The single code line, hidden amongst the comments in the previous code cell, loaded in some data from an Excel file and placed it in the variable df. The data file comes from the Care Quality Commission (CQC), and identifies all the locations inspected by the CQC.

Note the column "Care home beds", which contains the number of beds in locations that are care homes.

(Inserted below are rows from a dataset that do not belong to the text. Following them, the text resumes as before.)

//! Shared fixtures for reconciler tests.

use crate::core::{Pipeline, TaskSpec};
use crate::store::InMemoryStore;
use std::sync::Arc;

/// Builds a queued pipeline from task `(name, deps)` pairs.
#[must_use]
pub fn queued_pipeline(id: u64, tasks: &[(&str, &[&str])]) -> Pipeline {
    let specs = tasks
        .iter()
        .map(|(name, deps)| {
            let mut spec = TaskSpec::new(*name);
            for dep in *deps {
                spec = spec.with_dep(*dep);
            }
            spec
        })
        .collect();
    Pipeline::new(id, format!("pipeline-{id}"), specs)
}

/// Creates an in-memory store seeded with the pipeline.
#[must_use]
pub fn seeded_store(pipeline: &Pipeline) -> Arc<InMemoryStore> {
    let store = Arc::new(InMemoryStore::new());
    store.insert_pipeline(pipeline.clone());
    store
}
//! The task executor seam.
//!
//! The production task reconciler (container scheduling, per-task retry
//! and timeout policy) is an external collaborator. The engine only needs
//! the contract: run the task to a terminal status, observing the cancel
//! flag. `ImmediateTaskExecutor` is the reference implementation used by
//! examples and benchmarks; scripted executors for tests live in
//! `crate::testing`.

use super::CancelFlag;
use crate::core::{Pipeline, PipelineStatus, Task};
use crate::store::Store;
use crate::utils::now_utc;
use async_trait::async_trait;
use std::sync::Arc;
use tracing::{error, info};

/// Runs a single task until it reaches a terminal status.
#[async_trait]
pub trait TaskExecutor: Send + Sync {
    /// Blocks until the task's row holds a terminal status.
    ///
    /// Implementations own the task row exclusively, are responsible for
    /// their own retry/timeout behavior, and must observe `canceling` by
    /// finishing the task as `StopByUser`.
    async fn run_until_done(&self, pipeline: &Pipeline, task: &Task, canceling: &CancelFlag);
}

/// An executor that completes every task in one step.
///
/// Marks the task `Running`, then terminal: `StopByUser` when canceling,
/// `NoNeedBySystem` when a dependency did not finish success-like,
/// `Success` otherwise.
pub struct ImmediateTaskExecutor {
    store: Arc<dyn Store>,
}

impl ImmediateTaskExecutor {
    /// Creates an executor writing through the given store.
    #[must_use]
    pub fn new(store: Arc<dyn Store>) -> Self {
        Self { store }
    }

    async fn terminal_status_for(&self, task: &Task, canceling: &CancelFlag) -> PipelineStatus {
        if canceling.is_canceled() {
            return PipelineStatus::StopByUser;
        }
        if task.deps.is_empty() {
            return PipelineStatus::Success;
        }
        match self.store.list_tasks(task.pipeline_id).await {
            Ok(rows) => {
                let dep_broke = task.deps.iter().any(|dep| {
                    rows.iter()
                        .find(|r| &r.name == dep)
                        .is_none_or(|r| !r.status.is_success_like())
                });
                if dep_broke {
                    PipelineStatus::NoNeedBySystem
                } else {
                    PipelineStatus::Success
                }
            }
            Err(err) => {
                error!(
                    pipeline_id = task.pipeline_id,
                    task = %task.name,
                    %err,
                    "failed to inspect dependencies, skipping task"
                );
                PipelineStatus::NoNeedBySystem
            }
        }
    }

    async fn write_row(&self, row: &Task) {
        if let Err(err) = self.store.upsert_task(row).await {
            error!(
                pipeline_id = row.pipeline_id,
                task = %row.name,
                %err,
                "failed to persist task row"
            );
        }
    }
}

#[async_trait]
impl TaskExecutor for ImmediateTaskExecutor {
    async fn run_until_done(&self, _pipeline: &Pipeline, task: &Task, canceling: &CancelFlag) {
        let mut row = task.clone();
        row.status = PipelineStatus::Running;
        row.time_begin = Some(now_utc());
        self.write_row(&row).await;

        row.status = self.terminal_status_for(task, canceling).await;
        row.time_end = Some(now_utc());
        self.write_row(&row).await;

        info!(
            pipeline_id = row.pipeline_id,
            task = %row.name,
            status = %row.status,
            "task finished"
        );
    }
}

#[cfg(test)]
mod tests {
    use super::*;
    use crate::core::TaskSpec;
    use crate::store::InMemoryStore;

    fn setup() -> (Arc<InMemoryStore>, Pipeline) {
        let store = Arc::new(InMemoryStore::new());
        let pipeline = Pipeline::new(
            1,
            "ns-1",
            vec![TaskSpec::new("a"), TaskSpec::new("b").with_dep("a")],
        );
        store.insert_pipeline(pipeline.clone());
        (store, pipeline)
    }

    #[tokio::test]
    async fn test_task_without_deps_succeeds() {
        let (store, pipeline) = setup();
        let executor = ImmediateTaskExecutor::new(store.clone());
        let task = Task::from_spec(1, &pipeline.specs[0]);

        executor
            .run_until_done(&pipeline, &task, &CancelFlag::new())
            .await;

        let row = store.task(1, "a").unwrap();
        assert_eq!(row.status, PipelineStatus::Success);
        assert!(row.time_begin.is_some());
        assert!(row.time_end.is_some());
    }

    #[tokio::test]
    async fn test_canceling_finishes_stop_by_user() {
        let (store, pipeline) = setup();
        let executor = ImmediateTaskExecutor::new(store.clone());
        let task = Task::from_spec(1, &pipeline.specs[0]);
        let flag = CancelFlag::new();
        flag.cancel("stop requested");

        executor.run_until_done(&pipeline, &task, &flag).await;

        assert_eq!(store.task(1, "a").unwrap().status, PipelineStatus::StopByUser);
    }

    #[tokio::test]
    async fn test_failed_dep_skips_task() {
        let (store, pipeline) = setup();
        let executor = ImmediateTaskExecutor::new(store.clone());

        let mut dep_row = Task::from_spec(1, &pipeline.specs[0]);
        dep_row.status = PipelineStatus::Failed;
        store.upsert_task(&dep_row).await.unwrap();

        let task = Task::from_spec(1, &pipeline.specs[1]);
        executor
            .run_until_done(&pipeline, &task, &CancelFlag::new())
            .await;

        assert_eq!(
            store.task(1, "b").unwrap().status,
            PipelineStatus::NoNeedBySystem
        );
    }

    #[tokio::test]
    async fn test_skipped_dep_counts_as_success() {
        let (store, pipeline) = setup();
        let executor = ImmediateTaskExecutor::new(store.clone());

        let mut dep_row = Task::from_spec(1, &pipeline.specs[0]);
        dep_row.status = PipelineStatus::NoNeedBySystem;
        store.upsert_task(&dep_row).await.unwrap();

        let task = Task::from_spec(1, &pipeline.specs[1]);
        executor
            .run_until_done(&pipeline, &task, &CancelFlag::new())
            .await;

        assert_eq!(store.task(1, "b").unwrap().status, PipelineStatus::Success);
    }
}
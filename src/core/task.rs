//! Durable task entity and its graph-declared counterpart.

use super::PipelineStatus;
use chrono::{DateTime, Utc};
use serde::{Deserialize, Serialize};

/// A task as declared in the pipeline graph definition.
///
/// Specs carry structure only; authoritative status always comes from the
/// store row once one exists.
#[derive(Debug, Clone, PartialEq, Eq, Serialize, Deserialize)]
pub struct TaskSpec {
    /// Task name, unique within the pipeline.
    pub name: String,
    /// Names of tasks that must reach a terminal status first.
    #[serde(default)]
    pub deps: Vec<String>,
}

impl TaskSpec {
    /// Creates a spec without dependencies.
    #[must_use]
    pub fn new(name: impl Into<String>) -> Self {
        Self {
            name: name.into(),
            deps: Vec::new(),
        }
    }

    /// Adds a dependency.
    #[must_use]
    pub fn with_dep(mut self, dep: impl Into<String>) -> Self {
        self.deps.push(dep.into());
        self
    }
}

/// A durable task row.
///
/// Mutated only by the single worker dispatched for it; the reconciler
/// reads task rows to aggregate pipeline status.
#[derive(Debug, Clone, Serialize, Deserialize)]
pub struct Task {
    /// Owning pipeline.
    pub pipeline_id: u64,
    /// Task name, unique within the pipeline.
    pub name: String,
    /// Current status; "reconciled" means terminal.
    pub status: PipelineStatus,
    /// Dependency names copied from the graph definition.
    #[serde(default)]
    pub deps: Vec<String>,
    /// When the worker began executing the task.
    pub time_begin: Option<DateTime<Utc>>,
    /// When the task reached a terminal status.
    pub time_end: Option<DateTime<Utc>>,
}

impl Task {
    /// Synthesizes a task from its graph spec.
    ///
    /// Used when no durable row exists yet; such tasks start `Analyzed`.
    #[must_use]
    pub fn from_spec(pipeline_id: u64, spec: &TaskSpec) -> Self {
        Self {
            pipeline_id,
            name: spec.name.clone(),
            status: PipelineStatus::Analyzed,
            deps: spec.deps.clone(),
            time_begin: None,
            time_end: None,
        }
    }
}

We can find the total number of care home beds with a single command.

In [6]:

#Specify a column name, and the operation we want to apply to it, in this case "sum"
df['Care homes beds'].sum()

Out[6]:

463812.0

We can also find the average - or mean - number of beds as the total number of beds divided by the number of rows:

In [7]:

df['Care homes beds'].mean()

Out[7]:

9.3181717729784026

Does that calculation make sense though? The CQC inspects lots of locations that aren't care homes - so this average is not calculated over the total number of care homes at all. It's calculated over the total number of locations the CQC inspects.

In [21]:

#Number of locations - the len() command counts the number of rows (that is, the length) of the data table
len(df)

Out[21]:

The Care home? column identifies whether a location is a care home (Y) or not a care hame (N).

We can generate a subset of the data that just contains the care homes by filtering the original dataset in the following way:

In [22]:

#Create a new variable, called carehomes, that just contains rows where the "Care home?' column value is Y
careHomes=df[ df['Care home?']=="Y" ]
len(careHomes)

Out[22]:

In [23]:

#Now find the mean number of care home beds in locations that are care homes
careHomes['Care homes beds'].mean()

Out[23]:

26.914176289676782

Some better examples, with one liner graphics, here: ggplot examples.

A chrome browser extension runs IPython notebooks - though not currently with support for ggplot: Working With Data in the Browser Using python – coLaboratory.

IPython notebooks can also be run as a hosted, cloud based app, or as per TM351, in a virtual machine on a host desktop.